> Task prompt
What do the lines from the top of the data through the line with "const PLACE_ARITY: usize = 3;" say? Quote them exactly and include both ends.

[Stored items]
------------------------------------------------

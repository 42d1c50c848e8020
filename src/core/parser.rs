use crate::core::command::Command;
use crate::core::{Coordinate, Facing};
use crate::utils::error::ParseError;
use std::str::FromStr;

/// Turns one line of text into a [`Command`].
///
/// Grammar, case-insensitive and tolerant of surrounding whitespace:
///
/// ```text
/// PLACE <x>,<y>,<NORTH|EAST|SOUTH|WEST>
/// MOVE | LEFT | RIGHT | REPORT
/// ```
///
/// Keywords must match whole: `MOVED` and `PLACEX 1,2,NORTH` are unknown commands.
#[derive(Debug, Clone, Copy, Default)]
pub struct CommandParser;

impl CommandParser {
    const PLACE: &'static str = "PLACE";
    const PLACE_ARITY: usize = 3;

    pub fn new() -> Self {
        Self
    }

    pub fn parse(&self, line: &str) -> Result<Command, ParseError> {
        let input = line.trim().to_ascii_uppercase();
        if input.is_empty() {
            return Err(ParseError::Empty);
        }

        if let Some(rest) = input.strip_prefix(Self::PLACE) {
            // Parameters start after the first space; any other separator leaves none.
            return match rest.strip_prefix(' ') {
                Some(params) => self.parse_place(params),
                None if rest.is_empty() || rest.starts_with(char::is_whitespace) => {
                    Err(ParseError::MissingPlaceParameters)
                }
                None => Err(ParseError::UnknownCommand(input.clone())),
            };
        }

        match input.as_str() {
            "MOVE" => Ok(Command::Move),
            "LEFT" => Ok(Command::TurnLeft),
            "RIGHT" => Ok(Command::TurnRight),
            "REPORT" => Ok(Command::Report),
            _ => Err(ParseError::UnknownCommand(input)),
        }
    }

    fn parse_place(&self, params: &str) -> Result<Command, ParseError> {
        let tokens: Vec<&str> = params.split(',').map(str::trim).collect();
        if tokens.len() != Self::PLACE_ARITY {
            return Err(ParseError::PlaceArity {
                found: tokens.len(),
            });
        }

        let (x, y) = match (tokens[0].parse::<i32>(), tokens[1].parse::<i32>()) {
            (Ok(x), Ok(y)) => (x, y),
            _ => {
                return Err(ParseError::InvalidCoordinates {
                    x: tokens[0].to_string(),
                    y: tokens[1].to_string(),
                })
            }
        };
        let facing: Facing = tokens[2].parse()?;

        Ok(Command::Place {
            position: Coordinate::new(x, y),
            facing,
        })
    }
}

impl FromStr for Command {
    type Err = ParseError;

    fn from_str(s: &str) -> Result<Self, Self::Err> {
        CommandParser.parse(s)
    }
}
use crate::utils::error::{Result, SimError};

pub trait Validate {
    fn validate(&self) -> Result<()>;
}

pub fn validate_path(field_name: &str, path: &str) -> Result<()> {
    if path.trim().is_empty() {
        return Err(SimError::InvalidConfigValue {
            field: field_name.to_string(),
            value: path.to_string(),
            reason: "Path cannot be empty".to_string(),
        });
    }

    if path.contains('\0') {
        return Err(SimError::InvalidConfigValue {
            field: field_name.to_string(),
            value: path.to_string(),
            reason: "Path contains null bytes".to_string(),
        });
    }

    Ok(())
}

pub fn validate_positive(field_name: &str, value: i32) -> Result<()> {
    if value <= 0 {
        return Err(SimError::InvalidConfigValue {
            field: field_name.to_string(),
            value: value.to_string(),
            reason: "Value must be greater than zero".to_string(),
        });
    }
    Ok(())
}

#[cfg(test)]
mod tests {
    use super::*;

    #[test]
    fn test_validate_path() {
        assert!(validate_path("file", "commands.txt").is_ok());
        assert!(validate_path("file", "").is_err());
        assert!(validate_path("file", "   ").is_err());
        assert!(validate_path("file", "bad\0name").is_err());
    }

    #[test]
    fn test_validate_positive() {
        assert!(validate_positive("board.width", 5).is_ok());
        assert!(validate_positive("board.width", 0).is_err());
        assert!(validate_positive("board.height", -3).is_err());
    }
}
use robot_sim::utils::logger::BufferLogger;
use robot_sim::{Board, LogLevel, RunSummary, Simulation, StaticLineSource};

struct Outcome {
    summary: RunSummary,
    output: String,
    logger: BufferLogger,
}

impl Outcome {
    /// Result stream and log stream together, as a terminal would show them.
    fn combined(&self) -> String {
        let mut all = self.output.clone();
        for message in self.logger.messages() {
            all.push_str(&message);
            all.push('\n');
        }
        all
    }
}

fn simulate(board: Board, lines: &[&str]) -> Outcome {
    let logger = BufferLogger::new(LogLevel::Info);
    let mut source = StaticLineSource::from_strs(lines);
    let mut output = Vec::new();

    let summary = Simulation::new(board, &logger)
        .run(&mut source, &mut output)
        .unwrap();

    Outcome {
        summary,
        output: String::from_utf8(output).unwrap(),
        logger,
    }
}

#[test]
fn test_place_move_report_on_default_board() {
    let outcome = simulate(Board::default(), &["PLACE 0,0,NORTH", "MOVE", "REPORT"]);

    assert!(outcome.output.contains("Output: 0,1,NORTH"));
    assert!(outcome.combined().contains("Simulation completed with 0 Errors."));
    assert_eq!(outcome.summary.errors, 0);
}

#[test]
fn test_moves_off_a_small_board_are_rejected() {
    let board = Board::new(2, 2).unwrap();
    let outcome = simulate(board, &["PLACE 0,0,NORTH", "MOVE", "MOVE", "MOVE"]);

    assert!(outcome.combined().contains("position out of bounds"));
    assert!(outcome.combined().contains("Simulation completed with 2 Errors."));
    assert_eq!(outcome.summary, RunSummary { lines: 4, errors: 2 });
}

#[test]
fn test_empty_input_prints_notice_without_summary() {
    let outcome = simulate(Board::default(), &[]);

    assert!(outcome.combined().contains("No input lines to process"));
    assert!(!outcome.combined().contains("Simulation completed"));
    assert!(outcome.summary.is_empty());
}

#[test]
fn test_report_before_place_only_warns() {
    let outcome = simulate(Board::default(), &["REPORT"]);

    assert_eq!(outcome.logger.count_at(LogLevel::Warning), 1);
    assert!(!outcome.combined().contains("Output:"));
    assert!(outcome.combined().contains("Simulation completed with 0 Errors."));
}

#[test]
fn test_multiple_place_commands() {
    let outcome = simulate(
        Board::default(),
        &[
            "PLACE 0,0,NORTH",
            "REPORT",
            "PLACE 4,4,SOUTH",
            "REPORT",
            "place 2,2,east",
            "report",
        ],
    );

    assert_eq!(
        outcome.output,
        "Output: 0,0,NORTH\nOutput: 4,4,SOUTH\nOutput: 2,2,EAST\n"
    );
    assert!(outcome.logger.contains("robot placed at 4,4 facing SOUTH"));
    assert_eq!(outcome.summary.errors, 0);
}

#[test]
fn test_invalid_commands_are_counted() {
    let outcome = simulate(
        Board::default(),
        &["PLACE 1,2", "MOVE", "PLACE 0,0,NOPE", "PLACE 1,1,NORTH", "LEFT", "MOVE", "REPORT"],
    );

    assert!(outcome.logger.contains("Parse error on line 1"));
    assert!(outcome.logger.contains("Execution error on line 2"));
    assert!(outcome.logger.contains("Parse error on line 3: invalid direction: NOPE"));
    assert_eq!(outcome.output, "Output: 0,1,WEST\n");
    assert!(outcome.combined().contains("Simulation completed with 3 Errors."));
}

#[test]
fn test_walk_the_perimeter() {
    let mut lines = vec!["PLACE 0,0,EAST"];
    for _ in 0..4 {
        lines.extend(["MOVE"; 4]);
        lines.push("LEFT");
    }
    lines.push("REPORT");

    let outcome = simulate(Board::default(), &lines);
    assert_eq!(outcome.output, "Output: 0,0,EAST\n");
    assert_eq!(outcome.summary.errors, 0);
}

#[test]
fn test_silent_logger_still_reports() {
    let logger = BufferLogger::new(LogLevel::None);
    let mut source = StaticLineSource::from_strs(&["PLACE 3,3,WEST", "MOVE", "JUMP", "REPORT"]);
    let mut output = Vec::new();

    let summary = Simulation::new(Board::default(), &logger)
        .run(&mut source, &mut output)
        .unwrap();

    assert_eq!(String::from_utf8(output).unwrap(), "Output: 2,3,WEST\n");
    assert_eq!(summary.errors, 1);
    assert!(logger.messages().is_empty());
}
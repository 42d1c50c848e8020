// Domain layer: board, agent and the ports the simulation talks through.

pub mod model;
pub mod ports;
pub mod adapters;
pub mod config;
pub mod core;
pub mod domain;
pub mod utils;

#[cfg(feature = "cli")]
pub use config::CliConfig;

pub use adapters::{ConsoleLineSource, FileLineSource, StaticLineSource};
pub use config::TomlConfig;
pub use crate::core::{
    command::{Command, Report},
    parser::CommandParser,
    simulation::{RunSummary, Simulation},
};
pub use domain::model::{Agent, Board, Coordinate, Facing};
pub use domain::ports::{LineSource, LogLevel, Logger};
pub use utils::error::{ExecutionError, ParseError, Result, SimError};
use crate::domain::model::Board;
use crate::utils::error::Result;
use crate::utils::validation::{validate_positive, Validate};
use serde::{Deserialize, Serialize};
use std::path::Path;

/// Optional TOML overrides for the run.
///
/// ```toml
/// [board]
/// width = 5
/// height = 5
/// ```
#[derive(Debug, Clone, Default, PartialEq, Eq, Serialize, Deserialize)]
pub struct TomlConfig {
    #[serde(default)]
    pub board: BoardConfig,
}

#[derive(Debug, Clone, PartialEq, Eq, Serialize, Deserialize)]
pub struct BoardConfig {
    #[serde(default = "default_width")]
    pub width: i32,
    #[serde(default = "default_height")]
    pub height: i32,
}

fn default_width() -> i32 {
    Board::DEFAULT_WIDTH
}

fn default_height() -> i32 {
    Board::DEFAULT_HEIGHT
}

impl Default for BoardConfig {
    fn default() -> Self {
        Self {
            width: default_width(),
            height: default_height(),
        }
    }
}

impl TomlConfig {
    /// 從 TOML 檔案載入配置
    pub fn from_file<P: AsRef<Path>>(path: P) -> Result<Self> {
        let content = std::fs::read_to_string(&path)?;
        Self::from_toml_str(&content)
    }

    /// 從 TOML 字串解析配置
    pub fn from_toml_str(content: &str) -> Result<Self> {
        Ok(toml::from_str(content)?)
    }

    pub fn board(&self) -> Result<Board> {
        self.validate()?;
        Board::new(self.board.width, self.board.height)
    }
}

impl Validate for TomlConfig {
    fn validate(&self) -> Result<()> {
        validate_positive("board.width", self.board.width)?;
        validate_positive("board.height", self.board.height)?;
        Ok(())
    }
}
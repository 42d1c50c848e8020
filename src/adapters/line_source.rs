use crate::domain::ports::LineSource;
use crate::utils::error::{Result, SimError};
use std::fs::File;
use std::io::{BufRead, BufReader, StdinLock};
use std::path::{Path, PathBuf};

/// Every line of a file, blank lines included.
#[derive(Debug, Clone)]
pub struct FileLineSource {
    path: PathBuf,
}

impl FileLineSource {
    pub fn new(path: impl Into<PathBuf>) -> Self {
        Self { path: path.into() }
    }

    pub fn path(&self) -> &Path {
        &self.path
    }

    fn unreadable(&self, source: std::io::Error) -> SimError {
        SimError::FileUnreadable {
            path: self.path.clone(),
            source,
        }
    }
}

impl LineSource for FileLineSource {
    fn read_lines(&mut self) -> Result<Vec<String>> {
        let file = File::open(&self.path).map_err(|e| self.unreadable(e))?;
        BufReader::new(file)
            .lines()
            .collect::<std::io::Result<Vec<_>>>()
            .map_err(|e| self.unreadable(e))
    }
}

/// Interactive input: stops at the first empty line or at end of input.
pub struct ConsoleLineSource<R: BufRead> {
    reader: R,
}

impl<R: BufRead> ConsoleLineSource<R> {
    pub fn new(reader: R) -> Self {
        Self { reader }
    }
}

impl ConsoleLineSource<StdinLock<'static>> {
    pub fn stdin() -> Self {
        Self::new(std::io::stdin().lock())
    }
}

impl<R: BufRead> LineSource for ConsoleLineSource<R> {
    fn read_lines(&mut self) -> Result<Vec<String>> {
        let mut lines = Vec::new();
        let mut buf = String::new();

        loop {
            buf.clear();
            if self.reader.read_line(&mut buf)? == 0 {
                break;
            }
            let line = buf.trim_end_matches(['\n', '\r']);
            if line.is_empty() {
                break;
            }
            lines.push(line.to_string());
        }

        Ok(lines)
    }
}

/// Lines held in memory. Drained by the first read.
#[derive(Debug, Clone, Default)]
pub struct StaticLineSource {
    lines: Vec<String>,
}

impl StaticLineSource {
    pub fn new(lines: Vec<String>) -> Self {
        Self { lines }
    }

    pub fn from_strs(lines: &[&str]) -> Self {
        Self::new(lines.iter().map(|line| line.to_string()).collect())
    }
}

impl LineSource for StaticLineSource {
    fn read_lines(&mut self) -> Result<Vec<String>> {
        Ok(std::mem::take(&mut self.lines))
    }
}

------------------------------------------------

> Answer to this problem
repository 42d1c50c848e8020
filename src/core/parser.rs
use crate::core::command::Command;
use crate::core::{Coordinate, Facing};
use crate::utils::error::ParseError;
use std::str::FromStr;

/// Turns one line of text into a [`Command`].
///
/// Grammar, case-insensitive and tolerant of surrounding whitespace:
///
/// ```text
/// PLACE <x>,<y>,<NORTH|EAST|SOUTH|WEST>
/// MOVE | LEFT | RIGHT | REPORT
/// ```
///
/// Keywords must match whole: `MOVED` and `PLACEX 1,2,NORTH` are unknown commands.
#[derive(Debug, Clone, Copy, Default)]
pub struct CommandParser;

impl CommandParser {
    const PLACE: &'static str = "PLACE";
    const PLACE_ARITY: usize = 3;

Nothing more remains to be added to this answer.